Motion has always had a certain remedy in it, so I moved onward downstairs which was where I found a massive pile of human skulls. Just there. Human skulls in a glass case in various states of disrepair showing blunt force trauma and bullet holes and some which were remarkably intact and piled in neat symmetry so as to give the illusion of collective mass, this enormous pile, this ceaseless senseless human suffering piled there in voiceless testimony to the revolutionary ideals that had caused so much needless, and ultimately ineffectual—insofar as it failed to create the desired change-- destruction.

I was glad then for the presence of my father. In my heart dangerous sentiments had started to build like cumulus clouds prefacing a storm. At the periphery of my thoughts were ideas about human-kind consisting not of the noble-savage, but of some much darker and more sinister thing, something naked and bestial and capable of unimaginable violence. I can’t remember what he said, but he talked me down like he always does and somehow I went back to “normal” if such a word could ever apply to me.

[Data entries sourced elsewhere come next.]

//! Core data model shared across the extraction, matching, and segmentation stages.

use serde::{Deserialize, Serialize};
use std::collections::BTreeMap;

/// Decoded, resampled audio ready for analysis.
///
/// Immutable once constructed: `samples` is always mono float32 at
/// [`AudioClip::SAMPLE_RATE`] Hz in `[-1.0, 1.0]`.
#[derive(Debug, Clone)]
pub struct AudioClip {
    pub samples: Vec<f32>,
    pub sample_rate: u32,
    pub duration_s: f64,
}

impl AudioClip {
    pub const SAMPLE_RATE: u32 = 22_050;

    pub fn new(samples: Vec<f32>) -> Self {
        let duration_s = samples.len() as f64 / f64::from(Self::SAMPLE_RATE);
        Self {
            samples,
            sample_rate: Self::SAMPLE_RATE,
            duration_s,
        }
    }
}

/// A run of consecutive, mutually-tolerant dominant frequencies produced by the grouper.
#[derive(Debug, Clone, PartialEq)]
pub struct FrequencyRun {
    pub start_time_s: f64,
    pub frequencies: Vec<f64>,
}

impl FrequencyRun {
    pub fn first(&self) -> f64 {
        self.frequencies[0]
    }

    pub fn len(&self) -> usize {
        self.frequencies.len()
    }

    pub fn is_empty(&self) -> bool {
        self.frequencies.is_empty()
    }
}

/// A classified tone extracted from a clip.
#[derive(Debug, Clone, Serialize, Deserialize, PartialEq)]
#[serde(tag = "kind")]
pub enum DetectedTone {
    QuickCall {
        tone_id: u32,
        exact: (f64, f64),
        actual: (f64, f64),
        start_time_s: f64,
    },
    LongTone {
        detected: f64,
        start_time_s: f64,
        end_time_s: f64,
    },
    HiLowTone {
        detected: (f64, f64),
        start_time_s: f64,
        end_time_s: f64,
    },
    Dtmf {
        key: char,
        start_time_s: f64,
    },
}

/// A configured agency tone signature. `c_tone`/`d_tone` of `0.0` mean "unset".
#[derive(Debug, Clone, Serialize, Deserialize)]
pub struct ToneProfile {
    pub profile_id: String,
    pub profile_name: String,
    pub a_tone: f64,
    pub b_tone: f64,
    #[serde(default)]
    pub c_tone: f64,
    #[serde(default)]
    pub d_tone: f64,
    #[serde(default = "default_tolerance_percent")]
    pub tone_tolerance_percent: f64,
    #[serde(default = "default_ignore_seconds")]
    pub ignore_seconds: f64,
    #[serde(default)]
    pub extra: BTreeMap<String, serde_json::Value>,
}

fn default_tolerance_percent() -> f64 {
    2.0
}

fn default_ignore_seconds() -> f64 {
    300.0
}

impl ToneProfile {
    pub fn has_four_tone_extension(&self) -> bool {
        self.c_tone > 0.0 && self.d_tone > 0.0
    }
}

/// The outcome of matching a single [`DetectedTone::QuickCall`] against a [`ToneProfile`].
#[derive(Debug, Clone, Serialize, Deserialize, PartialEq)]
pub struct MatchRecord {
    pub profile_id: String,
    pub profile_name: String,
    pub tones_matched: Vec<f64>,
    pub tone_ids: Vec<u32>,
    pub was_suppressed: bool,
}

/// A single cooldown suppression window for one profile, within one stream scope.
#[derive(Debug, Clone, PartialEq)]
pub struct CooldownEntry {
    pub profile_id: String,
    pub last_detected: f64,
    pub ignore_seconds: f64,
}

impl CooldownEntry {
    pub fn is_active(&self, now: f64) -> bool {
        now <= self.last_detected + self.ignore_seconds
    }
}

/// Opaque, pass-through metadata describing the call that produced a clip.
#[derive(Debug, Clone, Serialize, Deserialize, Default)]
pub struct CallMetadata {
    pub start_time: i64,
    pub call_length: f64,
    pub talkgroup_id: u64,
    #[serde(default)]
    pub extra: BTreeMap<String, serde_json::Value>,
}

/// A trimmed/normalized output artifact produced by the segmenter for one group of matches.
#[derive(Debug, Clone, Serialize, Deserialize)]
pub struct Segment {
    pub local_audio_path: std::path::PathBuf,
    pub timestamp: i64,
    pub call_length: f64,
    pub interval_tone_ids: Vec<u32>,
    pub matches: Vec<MatchRecord>,
}

/// Per-clip aggregate produced by the orchestrator.
#[derive(Debug, Clone, Serialize, Deserialize, Default)]
pub struct DetectionResult {
    pub quick_call: Vec<DetectedTone>,
    pub long_tones: Vec<DetectedTone>,
    pub hi_low_tones: Vec<DetectedTone>,
    pub dtmf_tones: Vec<DetectedTone>,
    pub matches: Vec<MatchRecord>,
    #[serde(skip)]
    pub segments: Vec<Segment>,
}

impl DetectionResult {
    pub fn is_empty(&self) -> bool {
        self.quick_call.is_empty()
            && self.long_tones.is_empty()
            && self.hi_low_tones.is_empty()
            && self.dtmf_tones.is_empty()
    }

    pub fn quick_calls(&self) -> impl Iterator<Item = (u32, (f64, f64), (f64, f64), f64)> + '_ {
        self.quick_call.iter().filter_map(|t| match t {
            DetectedTone::QuickCall {
                tone_id,
                exact,
                actual,
                start_time_s,
            } => Some((*tone_id, *exact, *actual, *start_time_s)),
            _ => None,
        })
    }
}

/// The result of [`crate::orchestrator::Orchestrator::process`].
#[derive(Debug)]
pub enum Outcome {
    Detected(DetectionResult),
    Pending,
    TooShort,
}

I have a picture which I did not take myself (my camera was stolen later that day when, in my reveries, I failed to guard it properly) but which was taken by my father. The photo is of an artist’s depiction of water torture techniques used at the prison. What interests me about the photo is not what is in the drawing itself, but what is reflected in the glass that covers the art. Reflected there you can see my father, holding out his camera, commemorating what for him was surely something monumental, something that had an impact. This photo conveys the importance of an effort toward reflection. Those inhumane acts, those senseless deaths—they are meaningful when they are reflected upon the living insofar as they illuminate our progress, our cultivation of a more sensible future. Or so I hope.

My Dad and I went to leave and we heard a distant cry of distress. We followed it to its source and found a kitten, mewing desperately for some kind of savior, from within the confines of a very much locked and sealed jail cell. I thought of Amanda and how for her the human tragedy of the place would doubtless be outweighed by the desperate feline struggle unfolding now. We tried to reach inward but were met with failure. Though I wanted to do something, my arms would not achieve the small space, and the kitten was just out of reach. I tried to tell the staff at the entrance of the “museum” about the kitten, but my entreaties fell on deaf ears, the language barrier impeding any real communication. I try to do something, but there is nothing I can do.

Outside there is a pleasant tropical breeze and the air is redolent of the sweet nectar of some unknown equatorial flower. A slant sunlight falls over the gravestones of 14 corpses found there in 1979, representing the last 14 people to have been killed at the S-21 prison before those responsible fled, changed sides, or found employment with another war somewhere. Yellow and white blossoms litter the concrete floor out in the courtyard, the wind blowing them out of the tall trees overhead. There are almost no sounds save for what was caused by what I think was a group of children playing in the street nearby. I suppose it could have been laughter.